Required action → Your job with the data below is to output exactly the lines from the one holding "log.failing_ops.clear();" down to the one holding "async fn stop(&mut", both included, and no others.

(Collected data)
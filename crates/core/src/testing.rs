//! In-memory collaborators for controller and session tests.

use std::collections::{HashSet, VecDeque};
use std::sync::{Arc, Mutex};

use tokio::sync::{Notify, watch};

use crate::collaborators::{AudioEngine, Cancelled, EngineHandle, FileFilter, FileSelector, ShareService};
use crate::error::{EngineError, LoadError, ShareError, TransportOp};
use crate::file_ref::FileRef;

#[derive(Default)]
struct EngineLog {
    created: Vec<FileRef>,
    released: Vec<FileRef>,
    calls: Vec<(FileRef, TransportOp)>,
    live: usize,
    failing_files: HashSet<String>,
    failing_ops: HashSet<TransportOp>,
}

#[derive(Clone, Default)]
pub struct MockEngine {
    log: Arc<Mutex<EngineLog>>,
}

impl MockEngine {
    pub fn fail_create(&self, file: &str) {
        self.log.lock().unwrap().failing_files.insert(file.to_string());
    }

    pub fn fail_op(&self, op: TransportOp) {
        self.log.lock().unwrap().failing_ops.insert(op);
    }

    pub fn clear_failures(&self) {
        let mut log = self.log.lock().unwrap();
        log.failing_files.clear();
        log.failing_ops.clear();
    }

    pub fn created(&self) -> Vec<FileRef> {
        self.log.lock().unwrap().created.clone()
    }

    pub fn released(&self) -> Vec<FileRef> {
        self.log.lock().unwrap().released.clone()
    }

    pub fn calls(&self) -> Vec<(FileRef, TransportOp)> {
        self.log.lock().unwrap().calls.clone()
    }

    pub fn live_handles(&self) -> usize {
        self.log.lock().unwrap().live
    }
}

impl AudioEngine for MockEngine {
    type Handle = MockHandle;

    async fn create(&self, file: &FileRef) -> Result<MockHandle, LoadError> {
        let mut log = self.log.lock().unwrap();
        if log.failing_files.contains(file.as_str()) {
            return Err(LoadError::new(file.clone(), anyhow::anyhow!("unsupported format")));
        }
        log.created.push(file.clone());
        log.live += 1;
        Ok(MockHandle {
            file: file.clone(),
            log: Arc::clone(&self.log),
        })
    }
}

pub struct MockHandle {
    file: FileRef,
    log: Arc<Mutex<EngineLog>>,
}

impl MockHandle {
    fn call(&self, op: TransportOp) -> Result<(), EngineError> {
        let mut log = self.log.lock().unwrap();
        if log.failing_ops.contains(&op) {
            return Err(EngineError::new(op, anyhow::anyhow!("platform call failed")));
        }
        log.calls.push((self.file.clone(), op));
        Ok(())
    }
}

impl EngineHandle for MockHandle {
    async fn play(&mut self) -> Result<(), EngineError> {
        self.call(TransportOp::Play)
    }

    async fn pause(&mut self) -> Result<(), EngineError> {
        self.call(TransportOp::Pause)
    }

    async fn stop(&mut self) -> Result<(), EngineError> {
        self.call(TransportOp::Stop)
    }

    async fn release(self) -> Result<(), EngineError> {
        let mut log = self.log.lock().unwrap();
        if log.failing_ops.contains(&TransportOp::Release) {
            return Err(EngineError::new(
                TransportOp::Release,
                anyhow::anyhow!("platform call failed"),
            ));
        }
        log.released.push(self.file.clone());
        Ok(())
    }
}

impl Drop for MockHandle {
    fn drop(&mut self) {
        self.log.lock().unwrap().live -= 1;
    }
}

/// Hands out queued picks in order; an empty queue behaves like a dismissed picker.
#[derive(Default)]
pub struct MockSelector {
    picks: Mutex<VecDeque<Result<FileRef, Cancelled>>>,
    calls: Mutex<usize>,
    gate: Option<Gate>,
}

/// Holds a pick open until the test lets it through.
pub struct Gate {
    pub entered: watch::Sender<bool>,
    pub open: Arc<Notify>,
}

impl MockSelector {
    pub fn with_picks<I>(picks: I) -> Self
    where
        I: IntoIterator<Item = Result<FileRef, Cancelled>>,
    {
        Self {
            picks: Mutex::new(picks.into_iter().collect()),
            ..Self::default()
        }
    }

    pub fn gated(mut self, gate: Gate) -> Self {
        self.gate = Some(gate);
        self
    }

    pub fn push(&self, pick: Result<FileRef, Cancelled>) {
        self.picks.lock().unwrap().push_back(pick);
    }

    pub fn calls(&self) -> usize {
        *self.calls.lock().unwrap()
    }
}

impl FileSelector for MockSelector {
    async fn select(&self, filter: FileFilter) -> Result<FileRef, Cancelled> {
        assert_eq!(filter, FileFilter::Audio);
        *self.calls.lock().unwrap() += 1;
        if let Some(gate) = &self.gate {
            gate.entered.send_replace(true);
            gate.open.notified().await;
        }
        self.picks.lock().unwrap().pop_front().unwrap_or(Err(Cancelled))
    }
}

#[derive(Default)]
pub struct MockShare {
    shared: Mutex<Vec<FileRef>>,
    fail: Mutex<bool>,
}

impl MockShare {
    pub fn failing() -> Self {
        Self {
            fail: Mutex::new(true),
            ..Self::default()
        }
    }

    pub fn shared(&self) -> Vec<FileRef> {
        self.shared.lock().unwrap().clone()
    }
}

impl ShareService for MockShare {
    async fn share(&self, file: &FileRef) -> Result<(), ShareError> {
        if *self.fail.lock().unwrap() {
            return Err(ShareError::new(file.clone(), anyhow::anyhow!("share sheet dismissed")));
        }
        self.shared.lock().unwrap().push(file.clone());
        Ok(())
    }
}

Answer space →
        log.failing_ops.clear();
    }

    pub fn created(&self) -> Vec<FileRef> {
        self.log.lock().unwrap().created.clone()
    }

    pub fn released(&self) -> Vec<FileRef> {
        self.log.lock().unwrap().released.clone()
    }

    pub fn calls(&self) -> Vec<(FileRef, TransportOp)> {
        self.log.lock().unwrap().calls.clone()
    }

    pub fn live_handles(&self) -> usize {
        self.log.lock().unwrap().live
    }
}

impl AudioEngine for MockEngine {
    type Handle = MockHandle;

    async fn create(&self, file: &FileRef) -> Result<MockHandle, LoadError> {
        let mut log = self.log.lock().unwrap();
        if log.failing_files.contains(file.as_str()) {
            return Err(LoadError::new(file.clone(), anyhow::anyhow!("unsupported format")));
        }
        log.created.push(file.clone());
        log.live += 1;
        Ok(MockHandle {
            file: file.clone(),
            log: Arc::clone(&self.log),
        })
    }
}

pub struct MockHandle {
    file: FileRef,
    log: Arc<Mutex<EngineLog>>,
}

impl MockHandle {
    fn call(&self, op: TransportOp) -> Result<(), EngineError> {
        let mut log = self.log.lock().unwrap();
        if log.failing_ops.contains(&op) {
            return Err(EngineError::new(op, anyhow::anyhow!("platform call failed")));
        }
        log.calls.push((self.file.clone(), op));
        Ok(())
    }
}

impl EngineHandle for MockHandle {
    async fn play(&mut self) -> Result<(), EngineError> {
        self.call(TransportOp::Play)
    }

    async fn pause(&mut self) -> Result<(), EngineError> {
        self.call(TransportOp::Pause)
    }

    async fn stop(&mut self) -> Result<(), EngineError> {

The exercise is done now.